GOP tax bills could shield multinationals’ future overseas profits

Multinationals to pay no U.S. taxes on overseas profits

Nov. 24, 2017


WASHINGTON — Silicon Valley multinationals such as Apple and Google that are already sheltering hundreds of billions of dollars in overseas tax havens may pay little or no U.S. tax on future overseas profits under legislation Republicans are racing to enact.


It’s been largely overlooked amid controversies over how the new tax bills would affect households, but a wholesale change in the way the federal government would tax foreign profits is at the core of the GOP tax overhaul that the House passed this month and the Senate could approve in its own version this week.


Currently, the U.S. government taxes foreign earnings at the same 35 percent corporate rate charged on domestic profits, but only when the foreign earnings are returned to the United States. Under the bills moving through Congress, overseas profits would be mostly excluded from U.S. taxation.


Instead, those profits might be taxed by the nations where the profits were earned, reflecting a “territorial” system like many countries in Europe now use.


“The starting point for the House and Senate bills is that if it’s U.S. income, we’re going to tax it, but if it’s foreign income, we’re not going to tax it at all, ever,” said Matthew Gardner, a senior fellow at the Institute on Taxation and Economic Policy, a left-leaning research group.


House Majority Leader Kevin McCarthy (R-Calif.) and Rep. Kristi Noem (R-S.D.) converse during a news conference at the Capitol after the House passed a sweeping rewrite of the tax code on Nov. 16, 2017. (Al Drago/The New York Times)


Paired with a dramatic cut in the corporate tax rate from 35 to 20 percent, the new system is intended to make U.S. multinationals more competitive by adopting a corporate tax system similar to those used in many other developed countries. These countries tax corporate income at around 20 percent, and impose little or no tax on profits earned abroad.


Supporters of the plan say U.S. companies would still have to pay taxes to the governments of the countries where they post their earnings. So if the tax rates in those countries are on a par with the U.S. corporate tax rate, they argue, companies will face a level playing field and have less incentive to move their profits abroad.

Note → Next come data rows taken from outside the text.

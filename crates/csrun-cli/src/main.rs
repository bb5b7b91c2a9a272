//! csrun - run single-file C# scripts with inline NuGet package references.
//!
//! Scripts declare their dependencies in comments:
//!
//! ```csharp
//! // #nuget: Newtonsoft.Json@13.0.3
//! // #ref: ../shared/Helpers.dll
//! using Newtonsoft.Json;
//! System.Console.WriteLine(JsonConvert.SerializeObject(new { ok = true }));
//! ```
//!
//! `csrun run script.csx` resolves the packages (transitively, with a local
//! cache), compiles the script against the selected assemblies, and executes
//! it.

use std::io;
use std::path::{Path, PathBuf};
use std::sync::Arc;

use anyhow::{Context, Result};
use clap::{CommandFactory, Parser, Subcommand};
use clap_complete::{generate, Shell};
use csrun_nuget::{parse_directives, NugetClient, ScriptPackageResolver, DEFAULT_TARGET};
use tracing_subscriber::layer::SubscriberExt;
use tracing_subscriber::util::SubscriberInitExt;
use tracing_subscriber::EnvFilter;

mod driver;

use driver::{CompilerDriver, DotnetDriver};

#[derive(Parser)]
#[command(name = "csrun")]
#[command(version)]
#[command(about = "Run single-file C# scripts with inline NuGet references", long_about = None)]
struct Cli {
    /// Enable debug diagnostics
    #[arg(short, long, global = true)]
    verbose: bool,

    #[command(subcommand)]
    command: Commands,
}

#[derive(Subcommand)]
enum Commands {
    /// Compile and execute a script
    Run {
        /// Path to the script file
        script: PathBuf,

        /// Package cache directory (defaults to the platform cache dir)
        #[arg(long)]
        cache_dir: Option<PathBuf>,

        /// Target framework moniker
        #[arg(long, default_value = DEFAULT_TARGET)]
        target: String,

        /// Maximum concurrent package downloads (defaults to CPU count)
        #[arg(long)]
        jobs: Option<usize>,

        /// C# compiler executable
        #[arg(long, default_value = "csc")]
        compiler: String,

        /// Runtime host executable
        #[arg(long, default_value = "dotnet")]
        runtime: String,

        /// Arguments passed through to the script
        #[arg(trailing_var_arg = true, allow_hyphen_values = true)]
        args: Vec<String>,
    },

    /// Resolve a script's package references and print the assembly paths
    Resolve {
        /// Path to the script file
        script: PathBuf,

        /// Package cache directory (defaults to the platform cache dir)
        #[arg(long)]
        cache_dir: Option<PathBuf>,

        /// Target framework moniker
        #[arg(long, default_value = DEFAULT_TARGET)]
        target: String,

        /// Maximum concurrent package downloads (defaults to CPU count)
        #[arg(long)]
        jobs: Option<usize>,
    },

    /// Manage the package cache
    Cache {
        #[command(subcommand)]
        action: CacheAction,
    },

    /// Generate shell completion scripts
    Completions {
        /// Shell to generate completions for
        shell: Shell,
    },
}

#[derive(Subcommand)]
enum CacheAction {
    /// Print the package cache directory
    Dir {
        #[arg(long)]
        cache_dir: Option<PathBuf>,
    },
    /// Delete all cached packages
    Clear {
        #[arg(long)]
        cache_dir: Option<PathBuf>,
    },
}

fn main() -> Result<()> {
    let cli = Cli::parse();
    init_tracing(cli.verbose);

    match cli.command {
        Commands::Run {
            script,
            cache_dir,
            target,
            jobs,
            compiler,
            runtime,
            args,
        } => {
            let source = read_script(&script)?;
            let assemblies =
                block_on(resolve_assemblies(&source, cache_dir, &target, jobs))?;

            let script_dir = script
                .parent()
                .filter(|p| !p.as_os_str().is_empty())
                .map_or_else(|| PathBuf::from("."), Path::to_path_buf);
            let mut references = assemblies;
            references.extend(driver::local_references(&source, &script_dir)?);

            let driver = DotnetDriver::new(compiler, runtime, target);
            let code = driver.compile_and_run(&script, &source, &references, &args)?;
            if code != 0 {
                std::process::exit(code);
            }
            Ok(())
        }

        Commands::Resolve {
            script,
            cache_dir,
            target,
            jobs,
        } => {
            let source = read_script(&script)?;
            let assemblies =
                block_on(resolve_assemblies(&source, cache_dir, &target, jobs))?;
            for path in assemblies {
                println!("{}", path.display());
            }
            Ok(())
        }

        Commands::Cache { action } => match action {
            CacheAction::Dir { cache_dir } => {
                println!("{}", cache_dir.unwrap_or_else(default_cache_dir).display());
                Ok(())
            }
            CacheAction::Clear { cache_dir } => {
                let dir = cache_dir.unwrap_or_else(default_cache_dir);
                if dir.exists() {
                    std::fs::remove_dir_all(&dir).with_context(|| {
                        format!("failed to clear package cache at '{}'", dir.display())
                    })?;
                }
                println!("Cleared {}", dir.display());
                Ok(())
            }
        },

        Commands::Completions { shell } => {
            generate(shell, &mut Cli::command(), "csrun", &mut io::stdout());
            Ok(())
        }
    }
}

/// Resolve a script's package directives to assembly paths.
async fn resolve_assemblies(
    source: &str,
    cache_dir: Option<PathBuf>,
    target: &str,
    jobs: Option<usize>,
) -> Result<Vec<PathBuf>> {
    let refs = parse_directives(source);
    if refs.is_empty() {
        return Ok(Vec::new());
    }

    let registry = Arc::new(NugetClient::new().context("failed to create registry client")?);
    let cache_root = cache_dir.unwrap_or_else(default_cache_dir);
    let mut resolver = ScriptPackageResolver::new(registry, &cache_root)
        .with_context(|| format!("failed to open package cache at '{}'", cache_root.display()))?
        .with_target(target);
    if let Some(jobs) = jobs {
        resolver = resolver.with_max_downloads(jobs);
    }

    resolver
        .resolve(&refs)
        .await
        .context("package resolution failed")
}

fn read_script(script: &Path) -> Result<String> {
    std::fs::read_to_string(script)
        .with_context(|| format!("failed to read script '{}'", script.display()))
}

fn block_on<T>(future: impl std::future::Future<Output = Result<T>>) -> Result<T> {
    tokio::runtime::Builder::new_multi_thread()
        .enable_all()
        .build()
        .context("failed to build async runtime")?
        .block_on(future)
}

fn init_tracing(verbose: bool) {
    let default_filter = if verbose {
        "csrun=debug,csrun_nuget=debug"
    } else {
        "warn"
    };
    let filter =
        EnvFilter::try_from_default_env().unwrap_or_else(|_| EnvFilter::new(default_filter));
    tracing_subscriber::registry()
        .with(filter)
        .with(tracing_subscriber::fmt::layer().with_target(false))
        .init();
}

/// Platform cache directory for downloaded packages.
fn default_cache_dir() -> PathBuf {
    if let Ok(cache) = std::env::var("XDG_CACHE_HOME") {
        return PathBuf::from(cache).join("csrun").join("packages");
    }
    if let Some(home) = std::env::var("HOME")
        .ok()
        .or_else(|| std::env::var("USERPROFILE").ok())
    {
        #[cfg(target_os = "macos")]
        let base = PathBuf::from(&home).join("Library").join("Caches");
        #[cfg(target_os = "windows")]
        let base = std::env::var("LOCALAPPDATA")
            .map(PathBuf::from)
            .unwrap_or_else(|_| PathBuf::from(&home));
        #[cfg(not(any(target_os = "macos", target_os = "windows")))]
        let base = PathBuf::from(&home).join(".cache");
        return base.join("csrun").join("packages");
    }
    PathBuf::from(".csrun-cache")
}

#[cfg(test)]
mod tests {
    use super::*;

    #[test]
    fn test_cli_parses_run_command() {
        let cli = Cli::try_parse_from(["csrun", "run", "script.csx", "--target", "net6.0"])
            .unwrap();
        match cli.command {
            Commands::Run { script, target, .. } => {
                assert_eq!(script, PathBuf::from("script.csx"));
                assert_eq!(target, "net6.0");
            }
            _ => panic!("expected run command"),
        }
    }

    #[test]
    fn test_cli_passes_script_arguments_through() {
        let cli =
            Cli::try_parse_from(["csrun", "run", "s.csx", "--", "--flag", "value"]).unwrap();
        match cli.command {
            Commands::Run { args, .. } => assert_eq!(args, vec!["--flag", "value"]),
            _ => panic!("expected run command"),
        }
    }

    #[test]
    fn test_default_cache_dir_is_not_empty() {
        assert!(!default_cache_dir().as_os_str().is_empty());
    }
}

“This is about putting us on par with our peers in the industrialized world,” said Gavin Ekins, an economist at the Tax Foundation, a conservative-leaning research group. “This is something that the public doesn’t really understand. They just see it as a benefit to these corporations, but it’s a lot more about being competitive and being similar to our peers.”

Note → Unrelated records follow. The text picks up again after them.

//! On-disk package cache.
//!
//! Each package version extracts into `<root>/<id>/<version>/` (both
//! components lowercased). An entry is valid when it holds the hash sentinel
//! written at download time *and* a root-level `*.nuspec` manifest; anything
//! else is treated as a partial extraction and rebuilt from scratch. The
//! layout inside a valid entry mirrors the archive verbatim, plus the
//! sentinel:
//!
//! ```text
//! <root>/newtonsoft.json/13.0.3/
//!     .package.hash
//!     newtonsoft.json.nuspec
//!     lib/netstandard2.0/Newtonsoft.Json.dll
//! ```

use std::fs;
use std::io::{self, Cursor};
use std::path::{Path, PathBuf};
use std::sync::Arc;

use base64::engine::general_purpose::STANDARD as BASE64;
use base64::Engine as _;
use dashmap::DashMap;
use sha2::{Digest, Sha256};
use thiserror::Error;
use tokio::sync::Mutex;
use tracing::{debug, warn};
use zip::ZipArchive;

use crate::nuspec;
use crate::registry::{Registry, RegistryError};

/// Name of the sentinel file holding the base64 SHA-256 of the archive.
///
/// The hash is written for forward compatibility and is not read back;
/// validity is existence-only.
pub const HASH_SENTINEL: &str = ".package.hash";

/// Errors that can occur populating the cache.
#[derive(Error, Debug)]
pub enum CacheError {
    #[error("IO error: {0}")]
    Io(#[from] io::Error),

    #[error("failed to download {id}@{version}: {source}")]
    Download {
        id: String,
        version: String,
        #[source]
        source: RegistryError,
    },

    #[error("failed to extract archive: {0}")]
    Extract(#[from] zip::result::ZipError),

    #[error("cache entry for {id}@{version} failed validation after extraction")]
    Integrity { id: String, version: String },
}

/// The package cache rooted at a directory on local disk.
///
/// Concurrent callers asking for the same entry are serialized on a
/// per-entry lock: the second caller waits for the first and then reuses the
/// populated directory instead of downloading again.
#[derive(Debug)]
pub struct PackageCache {
    root: PathBuf,
    entry_locks: DashMap<String, Arc<Mutex<()>>>,
}

impl PackageCache {
    /// Open (and create if absent) a cache at `root`.
    ///
    /// # Errors
    ///
    /// Returns an error if the root directory cannot be created.
    pub fn new(root: impl Into<PathBuf>) -> Result<Self, CacheError> {
        let root = root.into();
        fs::create_dir_all(&root)?;
        Ok(Self {
            root,
            entry_locks: DashMap::new(),
        })
    }

    /// The cache root directory.
    #[must_use]
    pub fn root(&self) -> &Path {
        &self.root
    }

    /// The entry directory for a package version.
    #[must_use]
    pub fn entry_dir(&self, id: &str, version: &str) -> PathBuf {
        self.root
            .join(id.to_lowercase())
            .join(version.to_lowercase())
    }

    /// Check the cache-entry invariants: hash sentinel plus a root manifest.
    #[must_use]
    pub fn entry_is_valid(dir: &Path) -> bool {
        dir.join(HASH_SENTINEL).is_file() && nuspec::find_nuspec(dir).is_some()
    }

    /// Ensure a package version is present and extracted, downloading it if
    /// needed. Returns the entry directory.
    ///
    /// A valid existing entry is returned without network I/O. Otherwise the
    /// entry is rebuilt: deleted, re-created, populated from a fresh
    /// download, and validated; on any failure the directory is removed
    /// again (best-effort) before the error propagates.
    ///
    /// # Errors
    ///
    /// Returns an error when the download, extraction, or post-extraction
    /// validation fails, or on filesystem errors handling the entry.
    pub async fn ensure_cached(
        &self,
        id: &str,
        version: &str,
        registry: &dyn Registry,
    ) -> Result<PathBuf, CacheError> {
        let dir = self.entry_dir(id, version);
        let lock = self.entry_lock(id, version);
        let _guard = lock.lock().await;

        if dir.exists() {
            if Self::entry_is_valid(&dir) {
                debug!(package = %id, %version, "cache hit");
                return Ok(dir);
            }
            fs::remove_dir_all(&dir)?;
        }
        fs::create_dir_all(&dir)?;

        let populated = self.populate(&dir, id, version, registry).await;
        if let Err(e) = populated {
            let _ = fs::remove_dir_all(&dir);
            return Err(e);
        }

        if !Self::entry_is_valid(&dir) {
            let _ = fs::remove_dir_all(&dir);
            return Err(CacheError::Integrity {
                id: id.to_string(),
                version: version.to_string(),
            });
        }
        Ok(dir)
    }

    fn entry_lock(&self, id: &str, version: &str) -> Arc<Mutex<()>> {
        let key = format!("{}@{}", id.to_lowercase(), version.to_lowercase());
        self.entry_locks
            .entry(key)
            .or_insert_with(|| Arc::new(Mutex::new(())))
            .value()
            .clone()
    }

    async fn populate(
        &self,
        dir: &Path,
        id: &str,
        version: &str,
        registry: &dyn Registry,
    ) -> Result<(), CacheError> {
        let bytes = registry
            .download_archive(id, version)
            .await
            .map_err(|source| CacheError::Download {
                id: id.to_string(),
                version: version.to_string(),
                source,
            })?;

        let digest = BASE64.encode(Sha256::digest(&bytes));
        tokio::fs::write(dir.join(HASH_SENTINEL), digest).await?;

        let dest = dir.to_path_buf();
        tokio::task::spawn_blocking(move || extract_archive(&bytes, &dest))
            .await
            .map_err(|e| CacheError::Io(io::Error::new(io::ErrorKind::Other, e)))?
    }
}

/// Extract a ZIP archive into `dest`, skipping entries that would escape it.
fn extract_archive(bytes: &[u8], dest: &Path) -> Result<(), CacheError> {
    let mut archive = ZipArchive::new(Cursor::new(bytes))?;
    for index in 0..archive.len() {
        let mut entry = archive.by_index(index)?;
        let Some(relative) = entry.enclosed_name() else {
            warn!(entry = entry.name(), "skipping archive entry escaping the cache directory");
            continue;
        };
        let path = dest.join(relative);

        if entry.is_dir() {
            fs::create_dir_all(&path)?;
            continue;
        }
        if let Some(parent) = path.parent() {
            fs::create_dir_all(parent)?;
        }
        let mut out = fs::File::create(&path)?;
        io::copy(&mut entry, &mut out)?;
    }
    Ok(())
}

#[cfg(test)]
pub(crate) mod tests {
    use super::*;
    use crate::package::PackageCoord;
    use async_trait::async_trait;
    use std::collections::HashMap;
    use std::io::Write;
    use std::sync::atomic::{AtomicUsize, Ordering};
    use zip::write::SimpleFileOptions;
    use zip::ZipWriter;

    /// In-memory registry serving prebuilt archives.
    pub(crate) struct FixtureRegistry {
        pub archives: HashMap<String, Vec<u8>>,
        pub latest: HashMap<String, String>,
        pub downloads: AtomicUsize,
        pub version_lookups: AtomicUsize,
    }

    impl FixtureRegistry {
        pub fn new() -> Self {
            Self {
                archives: HashMap::new(),
                latest: HashMap::new(),
                downloads: AtomicUsize::new(0),
                version_lookups: AtomicUsize::new(0),
            }
        }

        pub fn insert(&mut self, id: &str, version: &str, archive: Vec<u8>) {
            let coord = PackageCoord::new(id, version);
            self.archives.insert(coord.cache_key(), archive);
            self.latest.insert(id.to_lowercase(), version.to_string());
        }

        /// Insert an archive without registering a latest version.
        pub fn insert_raw(&mut self, id: &str, version: &str, archive: Vec<u8>) {
            self.archives
                .insert(PackageCoord::new(id, version).cache_key(), archive);
        }
    }

    #[async_trait]
    impl Registry for FixtureRegistry {
        async fn latest_version(&self, id: &str) -> Result<String, RegistryError> {
            self.version_lookups.fetch_add(1, Ordering::SeqCst);
            self.latest
                .get(&id.to_lowercase())
                .cloned()
                .ok_or_else(|| RegistryError::VersionResolution { id: id.to_string() })
        }

        async fn download_archive(
            &self,
            id: &str,
            version: &str,
        ) -> Result<Vec<u8>, RegistryError> {
            self.downloads.fetch_add(1, Ordering::SeqCst);
            self.archives
                .get(&PackageCoord::new(id, version).cache_key())
                .cloned()
                .ok_or_else(|| RegistryError::NotFound { id: id.to_string() })
        }
    }

    /// Build a `.nupkg`-shaped archive: a root nuspec plus the given files.
    pub(crate) fn build_archive(id: &str, files: &[(&str, &[u8])]) -> Vec<u8> {
        build_archive_with_deps(id, "", files)
    }

    /// Like [`build_archive`], with raw dependency XML inside
    /// `<dependencies>`.
    pub(crate) fn build_archive_with_deps(
        id: &str,
        dependencies: &str,
        files: &[(&str, &[u8])],
    ) -> Vec<u8> {
        let mut writer = ZipWriter::new(Cursor::new(Vec::new()));
        let options = SimpleFileOptions::default();
        let dependencies = if dependencies.is_empty() {
            String::new()
        } else {
            format!("<dependencies>{dependencies}</dependencies>")
        };
        writer
            .start_file(format!("{}.nuspec", id.to_lowercase()), options)
            .unwrap();
        writer
            .write_all(
                format!(
                    "<package xmlns=\"urn:test\"><metadata><id>{id}</id>\
                     {dependencies}</metadata></package>"
                )
                .as_bytes(),
            )
            .unwrap();
        for (name, contents) in files {
            writer.start_file(*name, options).unwrap();
            writer.write_all(contents).unwrap();
        }
        writer.finish().unwrap().into_inner()
    }

    fn cache_in(dir: &Path) -> PackageCache {
        PackageCache::new(dir.join("packages")).unwrap()
    }

    #[tokio::test]
    async fn test_ensure_cached_extracts_archive() {
        let tmp = tempfile::tempdir().unwrap();
        let cache = cache_in(tmp.path());
        let mut registry = FixtureRegistry::new();
        registry.insert(
            "Json.Lib",
            "1.0.0",
            build_archive("Json.Lib", &[("lib/netstandard2.0/Json.Lib.dll", b"bin")]),
        );

        let dir = cache.ensure_cached("Json.Lib", "1.0.0", &registry).await.unwrap();
        assert_eq!(dir, cache.entry_dir("Json.Lib", "1.0.0"));
        assert!(dir.join(HASH_SENTINEL).is_file());
        assert!(dir.join("json.lib.nuspec").is_file());
        assert!(dir.join("lib/netstandard2.0/Json.Lib.dll").is_file());
    }

    #[tokio::test]
    async fn test_second_call_hits_cache_without_download() {
        let tmp = tempfile::tempdir().unwrap();
        let cache = cache_in(tmp.path());
        let mut registry = FixtureRegistry::new();
        registry.insert("A", "1.0.0", build_archive("A", &[]));

        cache.ensure_cached("A", "1.0.0", &registry).await.unwrap();
        cache.ensure_cached("A", "1.0.0", &registry).await.unwrap();
        assert_eq!(registry.downloads.load(Ordering::SeqCst), 1);
    }

    #[tokio::test]
    async fn test_invalid_entry_is_rebuilt() {
        let tmp = tempfile::tempdir().unwrap();
        let cache = cache_in(tmp.path());
        let mut registry = FixtureRegistry::new();
        registry.insert("A", "1.0.0", build_archive("A", &[]));

        // A stale, sentinel-less directory left behind by a crash.
        let dir = cache.entry_dir("A", "1.0.0");
        fs::create_dir_all(&dir).unwrap();
        fs::write(dir.join("leftover.txt"), b"junk").unwrap();

        let dir = cache.ensure_cached("A", "1.0.0", &registry).await.unwrap();
        assert_eq!(registry.downloads.load(Ordering::SeqCst), 1);
        assert!(!dir.join("leftover.txt").exists());
        assert!(dir.join(HASH_SENTINEL).is_file());
    }

    #[tokio::test]
    async fn test_failed_download_rolls_back_entry() {
        let tmp = tempfile::tempdir().unwrap();
        let cache = cache_in(tmp.path());
        let registry = FixtureRegistry::new();

        let result = cache.ensure_cached("Missing", "1.0.0", &registry).await;
        assert!(matches!(result, Err(CacheError::Download { .. })));
        assert!(!cache.entry_dir("Missing", "1.0.0").exists());
    }

    #[tokio::test]
    async fn test_archive_without_manifest_fails_integrity() {
        let tmp = tempfile::tempdir().unwrap();
        let cache = cache_in(tmp.path());
        let mut registry = FixtureRegistry::new();
        // Hand-built archive with no nuspec at all.
        let mut writer = ZipWriter::new(Cursor::new(Vec::new()));
        writer
            .start_file("lib/net8.0/A.dll", SimpleFileOptions::default())
            .unwrap();
        writer.write_all(b"bin").unwrap();
        let archive = writer.finish().unwrap().into_inner();
        registry.insert_raw("A", "1.0.0", archive);

        let result = cache.ensure_cached("A", "1.0.0", &registry).await;
        assert!(matches!(result, Err(CacheError::Integrity { .. })));
        assert!(!cache.entry_dir("A", "1.0.0").exists());
    }

    #[tokio::test]
    async fn test_path_traversal_entry_is_skipped() {
        let tmp = tempfile::tempdir().unwrap();
        let cache = cache_in(tmp.path());
        let mut registry = FixtureRegistry::new();
        registry.insert(
            "Evil",
            "1.0.0",
            build_archive(
                "Evil",
                &[
                    ("../../escape.dll", b"evil"),
                    ("lib/net8.0/Good.dll", b"good"),
                ],
            ),
        );

        let dir = cache.ensure_cached("Evil", "1.0.0", &registry).await.unwrap();
        assert!(dir.join("lib/net8.0/Good.dll").is_file());
        assert!(!tmp.path().join("escape.dll").exists());
        assert!(!tmp.path().join("packages/escape.dll").exists());
        // The entry still validates and is usable.
        assert!(PackageCache::entry_is_valid(&dir));
    }

    #[tokio::test]
    async fn test_directory_entries_create_directories() {
        let tmp = tempfile::tempdir().unwrap();
        let cache = cache_in(tmp.path());
        let mut registry = FixtureRegistry::new();

        let mut writer = ZipWriter::new(Cursor::new(Vec::new()));
        let options = SimpleFileOptions::default();
        writer.start_file("pkg.nuspec", options).unwrap();
        writer
            .write_all(b"<package><metadata/></package>")
            .unwrap();
        writer.add_directory("lib/net8.0", options).unwrap();
        let archive = writer.finish().unwrap().into_inner();
        registry.insert_raw("Dirs", "1.0.0", archive);

        let dir = cache.ensure_cached("Dirs", "1.0.0", &registry).await.unwrap();
        assert!(dir.join("lib/net8.0").is_dir());
    }
}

The stated aim is to fix what is universally seen as a big flaw in the tax system that has encouraged U.S. companies to park an astonishing $2.6 trillion overseas and out of the U.S. Treasury’s reach, much of it in Caribbean and European havens that assess extremely low or no taxes on corporate earnings. The companies do not have to pay U.S. tax on the money until they bring it home.

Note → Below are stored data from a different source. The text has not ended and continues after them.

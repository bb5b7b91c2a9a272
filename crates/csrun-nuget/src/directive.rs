//! Inline package directive scanning.
//!
//! Scripts declare their NuGet dependencies in comment directives:
//!
//! ```text
//! // #nuget: Newtonsoft.Json@13.0.3
//! // #package: Serilog
//! ```
//!
//! The keyword is case-insensitive and surrounding whitespace is ignored.
//! The scanner does not validate id or version syntax; malformed names fail
//! later, at registry lookup time.

use std::sync::OnceLock;

use regex::Regex;

use crate::package::PackageRef;

fn directive_regex() -> &'static Regex {
    static RE: OnceLock<Regex> = OnceLock::new();
    RE.get_or_init(|| {
        Regex::new(r"(?i)//\s*#(?:nuget|package):\s*([^\s@]+)(?:@(\S+))?")
            .expect("directive regex is valid")
    })
}

/// Extract package references from script source text.
///
/// Returns distinct `(id, version)` pairs in first-seen order. Empty input
/// yields an empty list.
#[must_use]
pub fn parse_directives(source: &str) -> Vec<PackageRef> {
    let mut refs = Vec::new();
    for caps in directive_regex().captures_iter(source) {
        let package = PackageRef {
            id: caps[1].to_string(),
            version: caps.get(2).map(|m| m.as_str().to_string()),
        };
        if !refs.contains(&package) {
            refs.push(package);
        }
    }
    refs
}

Many never do. The biggest names in American business are now routinely using these havens to stash their profits. Kimberly Clausing, an economist at Reed College in Oregon, estimates that by doing so, U.S. multinationals avoid $100 billion in taxes each year.


Clausing and other critics say there are better ways to fix the problem than to charge little or no tax on overseas profits. They say the proposed new system will only invite U.S. companies to move more cash offshore, because the rate on overseas profits in low- or non-taxing countries will still be much lower even than the new 20 percent U.S. corporate tax rate.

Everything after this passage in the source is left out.